Sorge però una domanda. Che ne sarà dei beni materiali, degli edifici di proprietà di questi ordini? Non serve andare lontano per vedere le conseguenze di questa inarrestabile desertificazione. Nella nostra diocesi molti conventi, ormai privi di religiosi che li popolassero, sono stati ristrutturati per essere venduti o utilizzati per altri scopi; e così accadrà in futuro. Per fortuna (o da altri punti di vista per sfortuna) qui da noi la Provincia interviene con cospicui contributi di denaro pubblico: ma dove questi soldi non arrivano o non ci sono, ecco che chiese, monasteri, grandi edifici costruiti per opere di carità, rischiano di essere trasformati in magazzini, alberghi, capannoni, semplici luoghi di ritrovo, oppure di essere lasciati andare nella più completa desolazione. Piange il cuore vedere un’intera storia finire nel giro di pochi mesi. Purtroppo questo sarà il quadro per numerosi anni a venire. Quando comunità religiose chiudono ci accorgiamo del loro valore, vogliamo che rimangano… Ma ormai è troppo tardi.

Anche i nuovi movimenti ecclesiali, tranne rarissime eccezioni, vivono la stessa crisi vocazionale e faticano a rimpinguare le fila, a mantenere quanto costruito con la passione degli esordi. Il reflusso colpisce anche loro.

Difficile trovare soluzioni concrete. E la necessaria preghiera per le vocazioni dovrebbe tradursi anche nella richiesta a Dio affinché ci aiuti a intraprendere con coraggio sentieri nuovi. Per poter camminare in avanti occorre prima di tutto rendersi conto della mutata situazione: un papa argentino ci dice che il futuro del cattolicesimo verrà dal sud del mondo, dall’Africa, sicuramente dall’Asia.

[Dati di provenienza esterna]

use super::codec::wire_enum;
use super::content::{FunctionCall, ModelContent, Part};
use super::safety::SafetyRating;
use serde::Deserialize;

/// Response of a `generateContent` call.
#[derive(Debug, Clone, PartialEq, Deserialize, Default)]
#[serde(rename_all = "camelCase")]
pub struct GenerateContentResponse {
    #[serde(default)]
    pub candidates: Vec<Candidate>,
    #[serde(default)]
    pub prompt_feedback: Option<PromptFeedback>,
    #[serde(default)]
    pub usage_metadata: Option<UsageMetadata>,
}

impl GenerateContentResponse {
    /// Text of the first candidate, its text parts concatenated in order.
    ///
    /// `None` when there is no candidate or the first one carries no text part.
    pub fn text(&self) -> Option<String> {
        let candidate = self.candidates.first()?;
        let texts: Vec<&str> = candidate
            .content
            .parts()
            .iter()
            .filter_map(Part::text)
            .collect();
        if texts.is_empty() {
            return None;
        }
        Some(texts.concat())
    }

    /// Function calls across all candidates, in order.
    pub fn function_calls(&self) -> Vec<&FunctionCall> {
        self.candidates
            .iter()
            .flat_map(|candidate| candidate.content.parts())
            .filter_map(Part::as_function_call)
            .collect()
    }
}

#[derive(Debug, Clone, PartialEq, Deserialize, Default)]
#[serde(rename_all = "camelCase")]
pub struct Candidate {
    #[serde(default)]
    pub content: ModelContent,
    #[serde(default)]
    pub safety_ratings: Vec<SafetyRating>,
    #[serde(default)]
    pub finish_reason: Option<FinishReason>,
    #[serde(default)]
    pub citation_metadata: Option<CitationMetadata>,
}

wire_enum! {
    /// Why the model stopped generating.
    pub enum FinishReason {
        Stop = "STOP",
        MaxTokens = "MAX_TOKENS",
        Safety = "SAFETY",
        Recitation = "RECITATION",
        Other = "OTHER",
    }
    unknown = "FINISH_REASON_UNSPECIFIED";
}

#[derive(Debug, Clone, PartialEq, Deserialize, Default)]
#[serde(rename_all = "camelCase")]
pub struct PromptFeedback {
    #[serde(default)]
    pub block_reason: Option<BlockReason>,
    #[serde(default)]
    pub safety_ratings: Vec<SafetyRating>,
}

wire_enum! {
    /// Why the prompt was blocked.
    pub enum BlockReason {
        Safety = "SAFETY",
        Other = "OTHER",
    }
    unknown = "BLOCK_REASON_UNSPECIFIED";
}

#[derive(Debug, Clone, PartialEq, Deserialize, Default)]
#[serde(rename_all = "camelCase")]
pub struct CitationMetadata {
    #[serde(default, alias = "citations")]
    pub citation_sources: Vec<Citation>,
}

#[derive(Debug, Clone, PartialEq, Deserialize, Default)]
#[serde(rename_all = "camelCase")]
pub struct Citation {
    #[serde(default)]
    pub start_index: u32,
    #[serde(default)]
    pub end_index: u32,
    #[serde(default)]
    pub uri: Option<String>,
    #[serde(default)]
    pub license: Option<String>,
}

#[derive(Debug, Clone, PartialEq, Deserialize, Default)]
#[serde(rename_all = "camelCase")]
pub struct UsageMetadata {
    #[serde(default)]
    pub prompt_token_count: u32,
    #[serde(default)]
    pub candidates_token_count: u32,
    #[serde(default)]
    pub total_token_count: u32,
}

/// Response of a `countTokens` call.
#[derive(Debug, Clone, PartialEq, Deserialize, Default)]
#[serde(rename_all = "camelCase")]
pub struct CountTokensResponse {
    pub total_tokens: u32,
    #[serde(default)]
    pub total_billable_characters: Option<u32>,
}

La geografia della fede è già cambiata, quelle che un tempo erano le periferie stanno diventando il centro della cristianità. Forse credenti venuti da lontano riempiranno un giorno conventi e chiese. Già ora dobbiamo abituarci a una Chiesa meticcia, per usare un aggettivo caro al cardinale di Milano Angelo Scola.

L’ostacolo maggiore da superare, a mio avviso, risiede nell’individualismo insito nel nostro modo di vivere la fede. È già tanto se la domenica usciamo di casa per andare a messa. Poi magari diamo qualche contributo in denaro, partecipiamo a qualche evento; sempre mantenendo le distanze però. Non sentiamo la parrocchia, la presenza di qualche comunità religiosa nelle nostre vicinanze, come qualcosa di nostro, qualcosa per cui investire tempo e energie. La Chiesa, percepita fino adesso come un’istituzione che sovraintende a ogni cosa – celeste e terrestre -, deve trasformarsi in una comunità dove i fedeli non sono passivi fruitori ma attivi costruttori dell’edificio comune. Offrire un’ora in settimana per la propria comunità: già questo porterebbe a una rivoluzione. Lasciare spazio alla fantasia, per esempio creando gruppi per gestire gli edifici che si svuoteranno, immaginando un modo diverso di vivere il cristianesimo. Ci vuole un maggiore impegno dei fedeli laici, ma anche più elasticità da parte del clero. Altrimenti staremo a guardare un lento declino.